▶ **About this exercise**:
Write out all of the data again, precisely as it appears.

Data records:

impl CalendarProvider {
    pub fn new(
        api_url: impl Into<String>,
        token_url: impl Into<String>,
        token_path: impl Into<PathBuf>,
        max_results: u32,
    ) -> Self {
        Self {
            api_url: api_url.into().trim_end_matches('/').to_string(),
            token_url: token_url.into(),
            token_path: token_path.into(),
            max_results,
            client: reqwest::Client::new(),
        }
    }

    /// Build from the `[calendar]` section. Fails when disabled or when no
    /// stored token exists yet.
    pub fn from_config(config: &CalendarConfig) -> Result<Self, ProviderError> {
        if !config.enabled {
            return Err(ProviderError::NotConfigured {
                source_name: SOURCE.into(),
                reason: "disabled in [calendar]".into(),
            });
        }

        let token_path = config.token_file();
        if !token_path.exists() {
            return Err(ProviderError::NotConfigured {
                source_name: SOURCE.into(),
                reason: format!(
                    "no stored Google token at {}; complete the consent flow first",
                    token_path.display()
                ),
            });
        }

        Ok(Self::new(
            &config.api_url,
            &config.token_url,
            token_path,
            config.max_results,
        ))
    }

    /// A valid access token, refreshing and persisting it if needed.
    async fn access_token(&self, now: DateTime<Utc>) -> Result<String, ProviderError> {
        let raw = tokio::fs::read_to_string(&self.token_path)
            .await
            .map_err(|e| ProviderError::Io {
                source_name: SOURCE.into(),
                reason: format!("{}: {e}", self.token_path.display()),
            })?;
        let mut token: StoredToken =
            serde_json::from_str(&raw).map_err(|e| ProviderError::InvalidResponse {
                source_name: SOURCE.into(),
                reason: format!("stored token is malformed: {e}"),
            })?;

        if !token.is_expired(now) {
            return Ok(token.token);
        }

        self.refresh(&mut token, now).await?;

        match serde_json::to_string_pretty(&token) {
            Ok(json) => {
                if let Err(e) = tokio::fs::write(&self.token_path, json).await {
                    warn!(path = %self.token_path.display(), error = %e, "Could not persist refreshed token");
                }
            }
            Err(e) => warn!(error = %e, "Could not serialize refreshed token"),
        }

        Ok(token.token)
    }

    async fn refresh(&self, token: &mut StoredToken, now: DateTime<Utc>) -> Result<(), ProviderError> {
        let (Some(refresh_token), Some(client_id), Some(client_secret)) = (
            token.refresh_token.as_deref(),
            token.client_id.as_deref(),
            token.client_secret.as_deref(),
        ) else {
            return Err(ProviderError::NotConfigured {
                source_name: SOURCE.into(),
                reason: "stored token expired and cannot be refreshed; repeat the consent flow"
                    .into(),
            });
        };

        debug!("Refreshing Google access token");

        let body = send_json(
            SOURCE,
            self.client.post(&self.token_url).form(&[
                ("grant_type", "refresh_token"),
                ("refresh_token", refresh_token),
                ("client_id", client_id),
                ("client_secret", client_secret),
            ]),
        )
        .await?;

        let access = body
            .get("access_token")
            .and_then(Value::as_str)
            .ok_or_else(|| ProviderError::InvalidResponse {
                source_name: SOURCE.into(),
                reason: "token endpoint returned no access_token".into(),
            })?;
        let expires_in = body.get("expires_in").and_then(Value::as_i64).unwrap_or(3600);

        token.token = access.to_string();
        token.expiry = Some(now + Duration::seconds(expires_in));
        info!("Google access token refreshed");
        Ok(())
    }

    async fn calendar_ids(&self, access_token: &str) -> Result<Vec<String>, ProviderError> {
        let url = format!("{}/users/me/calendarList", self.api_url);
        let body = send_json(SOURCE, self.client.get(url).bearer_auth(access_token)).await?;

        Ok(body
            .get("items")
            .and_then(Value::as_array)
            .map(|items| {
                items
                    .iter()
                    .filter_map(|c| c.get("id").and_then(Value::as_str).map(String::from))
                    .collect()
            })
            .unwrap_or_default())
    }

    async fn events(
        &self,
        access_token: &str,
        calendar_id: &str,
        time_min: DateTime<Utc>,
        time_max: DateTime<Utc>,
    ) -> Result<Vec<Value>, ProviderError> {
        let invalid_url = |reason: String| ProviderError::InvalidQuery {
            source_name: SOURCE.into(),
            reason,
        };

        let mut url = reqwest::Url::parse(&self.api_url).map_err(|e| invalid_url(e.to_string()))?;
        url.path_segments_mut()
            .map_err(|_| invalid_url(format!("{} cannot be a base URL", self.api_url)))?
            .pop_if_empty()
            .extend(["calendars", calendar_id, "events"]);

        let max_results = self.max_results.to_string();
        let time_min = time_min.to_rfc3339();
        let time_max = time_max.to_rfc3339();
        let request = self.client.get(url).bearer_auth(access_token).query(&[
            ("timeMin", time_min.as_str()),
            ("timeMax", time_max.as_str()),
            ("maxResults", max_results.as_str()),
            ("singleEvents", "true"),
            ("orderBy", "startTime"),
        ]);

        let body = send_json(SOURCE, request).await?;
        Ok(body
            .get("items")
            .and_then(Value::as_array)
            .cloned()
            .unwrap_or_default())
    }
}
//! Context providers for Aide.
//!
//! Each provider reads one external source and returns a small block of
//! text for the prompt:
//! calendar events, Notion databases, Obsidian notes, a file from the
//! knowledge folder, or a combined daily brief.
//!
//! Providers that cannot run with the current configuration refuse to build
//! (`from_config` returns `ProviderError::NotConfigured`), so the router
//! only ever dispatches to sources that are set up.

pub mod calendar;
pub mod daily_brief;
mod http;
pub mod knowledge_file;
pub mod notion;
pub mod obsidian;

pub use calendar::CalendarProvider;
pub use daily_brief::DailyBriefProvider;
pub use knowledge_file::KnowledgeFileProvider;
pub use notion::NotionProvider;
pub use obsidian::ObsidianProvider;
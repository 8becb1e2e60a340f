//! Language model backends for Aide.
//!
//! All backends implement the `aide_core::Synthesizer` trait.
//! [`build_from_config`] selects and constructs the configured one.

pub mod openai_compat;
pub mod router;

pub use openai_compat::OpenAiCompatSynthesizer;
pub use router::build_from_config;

▶ **Exercise solution**:
impl CalendarProvider {
    pub fn new(
        api_url: impl Into<String>,
        token_url: impl Into<String>,
        token_path: impl Into<PathBuf>,
        max_results: u32,
    ) -> Self {
        Self {
            api_url: api_url.into().trim_end_matches('/').to_string(),
            token_url: token_url.into(),
            token_path: token_path.into(),
            max_results,
            client: reqwest::Client::new(),
        }
    }

    /// Build from the `[calendar]` section. Fails when disabled or when no
    /// stored token exists yet.
    pub fn from_config(config: &CalendarConfig) -> Result<Self, ProviderError> {
        if !config.enabled {
            return Err(ProviderError::NotConfigured {
                source_name: SOURCE.into(),
                reason: "disabled in [calendar]".into(),
            });
        }

        let token_path = config.token_file();
        if !token_path.exists() {
            return Err(ProviderError::NotConfigured {
                source_name: SOURCE.into(),
                reason: format!(
                    "no stored Google token at {}; complete the consent flow first",
                    token_path.display()
                ),
            });
        }

        Ok(Self::new(
            &config.api_url,
            &config.token_url,
            token_path,
            config.max_results,
        ))
    }

    /// A valid access token, refreshing and persisting it if needed.
    async fn access_token(&self, now: DateTime<Utc>) -> Result<String, ProviderError> {
        let raw = tokio::fs::read_to_string(&self.token_path)
            .await
            .map_err(|e| ProviderError::Io {
                source_name: SOURCE.into(),
                reason: format!("{}: {e}", self.token_path.display()),
            })?;
        let mut token: StoredToken =
            serde_json::from_str(&raw).map_err(|e| ProviderError::InvalidResponse {
                source_name: SOURCE.into(),
                reason: format!("stored token is malformed: {e}"),
            })?;

        if !token.is_expired(now) {
            return Ok(token.token);
        }

        self.refresh(&mut token, now).await?;

        match serde_json::to_string_pretty(&token) {
            Ok(json) => {
                if let Err(e) = tokio::fs::write(&self.token_path, json).await {
                    warn!(path = %self.token_path.display(), error = %e, "Could not persist refreshed token");
                }
            }
            Err(e) => warn!(error = %e, "Could not serialize refreshed token"),
        }

        Ok(token.token)
    }

    async fn refresh(&self, token: &mut StoredToken, now: DateTime<Utc>) -> Result<(), ProviderError> {
        let (Some(refresh_token), Some(client_id), Some(client_secret)) = (
            token.refresh_token.as_deref(),
            token.client_id.as_deref(),
            token.client_secret.as_deref(),
        ) else {
            return Err(ProviderError::NotConfigured {
                source_name: SOURCE.into(),
                reason: "stored token expired and cannot be refreshed; repeat the consent flow"
                    .into(),
            });
        };

        debug!("Refreshing Google access token");

        let body = send_json(
            SOURCE,
            self.client.post(&self.token_url).form(&[
                ("grant_type", "refresh_token"),
                ("refresh_token", refresh_token),
                ("client_id", client_id),
                ("client_secret", client_secret),
            ]),
        )
        .await?;

        let access = body
            .get("access_token")
            .and_then(Value::as_str)
            .ok_or_else(|| ProviderError::InvalidResponse {
                source_name: SOURCE.into(),
                reason: "token endpoint returned no access_token".into(),
            })?;
        let expires_in = body.get("expires_in").and_then(Value::as_i64).unwrap_or(3600);

        token.token = access.to_string();
        token.expiry = Some(now + Duration::seconds(expires_in));
        info!("Google access token refreshed");
        Ok(())
    }

    async fn calendar_ids(&self, access_token: &str) -> Result<Vec<String>, ProviderError> {
        let url = format!("{}/users/me/calendarList", self.api_url);
        let body = send_json(SOURCE, self.client.get(url).bearer_auth(access_token)).await?;

        Ok(body
            .get("items")
            .and_then(Value::as_array)
            .map(|items| {
                items
                    .iter()
                    .filter_map(|c| c.get("id").and_then(Value::as_str).map(String::from))
                    .collect()
            })
            .unwrap_or_default())
    }

    async fn events(
        &self,
        access_token: &str,
        calendar_id: &str,
        time_min: DateTime<Utc>,
        time_max: DateTime<Utc>,
    ) -> Result<Vec<Value>, ProviderError> {
        let invalid_url = |reason: String| ProviderError::InvalidQuery {
            source_name: SOURCE.into(),
            reason,
        };

        let mut url = reqwest::Url::parse(&self.api_url).map_err(|e| invalid_url(e.to_string()))?;
        url.path_segments_mut()
            .map_err(|_| invalid_url(format!("{} cannot be a base URL", self.api_url)))?
            .pop_if_empty()
            .extend(["calendars", calendar_id, "events"]);

        let max_results = self.max_results.to_string();
        let time_min = time_min.to_rfc3339();
        let time_max = time_max.to_rfc3339();
        let request = self.client.get(url).bearer_auth(access_token).query(&[
            ("timeMin", time_min.as_str()),
            ("timeMax", time_max.as_str()),
            ("maxResults", max_results.as_str()),
            ("singleEvents", "true"),
            ("orderBy", "startTime"),
        ]);

        let body = send_json(SOURCE, request).await?;
        Ok(body
            .get("items")
            .and_then(Value::as_array)
            .cloned()
            .unwrap_or_default())
    }
}
//! Context providers for Aide.
//!
//! Each provider reads one external source and returns a small block of
//! text for the prompt:
//! calendar events, Notion databases, Obsidian notes, a file from the
//! knowledge folder, or a combined daily brief.
//!
//! Providers that cannot run with the current configuration refuse to build
//! (`from_config` returns `ProviderError::NotConfigured`), so the router
//! only ever dispatches to sources that are set up.

pub mod calendar;
pub mod daily_brief;
mod http;
pub mod knowledge_file;
pub mod notion;
pub mod obsidian;

pub use calendar::CalendarProvider;
pub use daily_brief::DailyBriefProvider;
pub use knowledge_file::KnowledgeFileProvider;
pub use notion::NotionProvider;
pub use obsidian::ObsidianProvider;
repository 8becb1e2e60a340f
//! Language model backends for Aide.
//!
//! All backends implement the `aide_core::Synthesizer` trait.
//! [`build_from_config`] selects and constructs the configured one.

pub mod openai_compat;
pub mod router;

pub use openai_compat::OpenAiCompatSynthesizer;
pub use router::build_from_config;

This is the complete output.